Author Archives: David Amberg

Stollen – Traditional German Sweet Bread

About the Interviewed: Julian is a senior at Calabasas High School. He’s passionate about Oboe Performance and Theatre. At 18 years of age, Julian is also my younger brother. He generally identifies as Caucasian American, but like myself, he has a close ethnic lineage tracing back to Germany and Ireland.

My brother commented on a food tradition he picked up on.

Julian: “Every Christmas our Mom makes the same dish every year. It’s called Stollen, and it’s a traditional German sweet bread. It’s tastes like a crunchy fruitcake, but it’s not bad. Mom’s been making it for as long as I can remember. I’ve helped her make it before, so I think I can tell you what goes into it.”

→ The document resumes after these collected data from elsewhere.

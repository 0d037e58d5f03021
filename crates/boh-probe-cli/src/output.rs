//! Console step lines and run summary

use boh_probe::{ScenarioReport, StepRecord, StepStatus};
use console::{style, Style, Term};

/// Line prefix kind
#[derive(Debug, Clone, Copy, PartialEq, Eq)]
pub enum Mark {
    /// Passed
    Pass,
    /// Failed
    Fail,
    /// Warning or skipped
    Warn,
    /// Information
    Info,
}

impl Mark {
    /// Prefix text
    #[must_use]
    pub fn prefix(self, use_color: bool) -> String {
        if !use_color {
            return match self {
                Self::Pass => "PASS",
                Self::Fail => "FAIL",
                Self::Warn => "WARN",
                Self::Info => "INFO",
            }
            .to_string();
        }
        match self {
            Self::Pass => style("✓").green().bold().to_string(),
            Self::Fail => style("✗").red().bold().to_string(),
            Self::Warn => style("⚠").yellow().bold().to_string(),
            Self::Info => style("ℹ").blue().bold().to_string(),
        }
    }
}

/// Progress reporter for a scenario run
#[derive(Debug)]
pub struct ProgressReporter {
    term: Term,
    /// Whether to use colors
    pub use_color: bool,
    /// Quiet mode
    pub quiet: bool,
}

impl Default for ProgressReporter {
    fn default() -> Self {
        Self::new(true, false)
    }
}

impl ProgressReporter {
    /// Create a new progress reporter
    #[must_use]
    pub fn new(use_color: bool, quiet: bool) -> Self {
        Self {
            term: Term::stderr(),
            use_color,
            quiet,
        }
    }

    /// Format one line
    #[must_use]
    pub fn line(&self, mark: Mark, message: &str) -> String {
        format!("{} {message}", mark.prefix(self.use_color))
    }

    fn emit(&self, mark: Mark, message: &str) {
        // Failures print even in quiet mode
        if self.quiet && mark != Mark::Fail {
            return;
        }
        let _ = self.term.write_line(&self.line(mark, message));
    }

    /// Print a success message
    pub fn success(&self, message: &str) {
        self.emit(Mark::Pass, message);
    }

    /// Print a failure message
    pub fn failure(&self, message: &str) {
        self.emit(Mark::Fail, message);
    }

    /// Print a warning message
    pub fn warning(&self, message: &str) {
        self.emit(Mark::Warn, message);
    }

    /// Print an info message
    pub fn info(&self, message: &str) {
        self.emit(Mark::Info, message);
    }

    /// Print a section header
    pub fn header(&self, title: &str) {
        if self.quiet {
            return;
        }
        let styled = if self.use_color {
            style(title).bold().underlined().to_string()
        } else {
            format!("=== {title} ===")
        };
        let _ = self.term.write_line("");
        let _ = self.term.write_line(&styled);
    }

    /// Text of a step line
    #[must_use]
    pub fn step_message(record: &StepRecord) -> String {
        match (&record.status, &record.error) {
            (StepStatus::Failed, Some(error)) => format!("{} ({} ms): {error}", record.step, record.duration.as_millis()),
            (StepStatus::Skipped, _) => format!("{} skipped", record.step),
            _ => format!("{} ({} ms)", record.step, record.duration.as_millis()),
        }
    }

    /// Print one step line
    pub fn step(&self, record: &StepRecord) {
        let message = Self::step_message(record);
        match record.status {
            StepStatus::Passed => self.success(&message),
            StepStatus::Failed => self.failure(&message),
            StepStatus::Skipped => self.warning(&message),
        }
    }

    /// Print every step, the artifacts and the summary
    pub fn report(&self, report: &ScenarioReport) {
        self.header(&report.name);
        for record in &report.steps {
            self.step(record);
        }
        for artifact in &report.artifacts {
            self.info(&format!("artifact: {}", artifact.display()));
        }
        self.summary(report);
    }

    /// Print the run summary
    pub fn summary(&self, report: &ScenarioReport) {
        if self.quiet && report.passed {
            return;
        }
        let _ = self.term.write_line("");
        let text = report.summary();
        let line = if self.use_color {
            let status = if report.passed {
                Style::new().green().bold()
            } else {
                Style::new().red().bold()
            };
            status.apply_to(text).to_string()
        } else {
            text
        };
        let _ = self.term.write_line(&line);
    }
}

#[cfg(test)]
#[allow(clippy::unwrap_used)]
mod tests {
    use super::*;
    use boh_probe::Step;
    use serde_json::json;

    fn record(value: serde_json::Value) -> StepRecord {
        serde_json::from_value(value).unwrap()
    }

    #[test]
    fn test_plain_prefixes() {
        assert_eq!(Mark::Pass.prefix(false), "PASS");
        assert_eq!(Mark::Fail.prefix(false), "FAIL");
        assert_eq!(Mark::Warn.prefix(false), "WARN");
        assert_eq!(Mark::Info.prefix(false), "INFO");
    }

    #[test]
    fn test_colored_prefix_keeps_symbol() {
        assert!(Mark::Pass.prefix(true).contains('✓'));
        assert!(Mark::Fail.prefix(true).contains('✗'));
    }

    #[test]
    fn test_line_without_color() {
        let reporter = ProgressReporter::new(false, false);
        assert_eq!(reporter.line(Mark::Pass, "login (12 ms)"), "PASS login (12 ms)");
    }

    #[test]
    fn test_step_messages() {
        let passed = record(json!({"step": "login", "status": "passed", "duration_ms": 1200}));
        assert_eq!(passed.step, Step::Login);
        assert_eq!(ProgressReporter::step_message(&passed), "login (1200 ms)");

        let failed = record(json!({
            "step": "verify_order_detail",
            "status": "failed",
            "duration_ms": 30,
            "error": "Timed out"
        }));
        assert_eq!(ProgressReporter::step_message(&failed), "verify_order_detail (30 ms): Timed out");

        let skipped = record(json!({"step": "verify_line_items", "status": "skipped", "duration_ms": 0}));
        assert_eq!(ProgressReporter::step_message(&skipped), "verify_line_items skipped");
    }
}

“Stollen is made out of dried fruit, cake mix, marzipan, nuts, and gets powdered sugar thrown on top.”

“From what other people tell me, it’s sort of an acquired taste. I can imagine why, but I just like it a lot so I don’t really care what other people think. My mom got the recipe from her mother and so on so forth.”

Summary:

Stollen is a traditional German Sweetbread eaten as an alternative to fruitcake.

I one-hundred percent agree with my brother here. Stollen is a delicious food. Everybody’s always got that one thing they like that’s traditional. It doesn’t taste amazing, but it has that familiar flavor that just keeps you coming back. 

 

Chado

About the Interviewed: Yuki is a Japanese student  from the University of Hokkaido, currently studying western art and culture. She’s currently participating in an American homestay at a friend’s house in Southern California. Yuki is ethnically Japanese, and she’s said that her family has lived in Japan for a long time. She’s about 21 years old.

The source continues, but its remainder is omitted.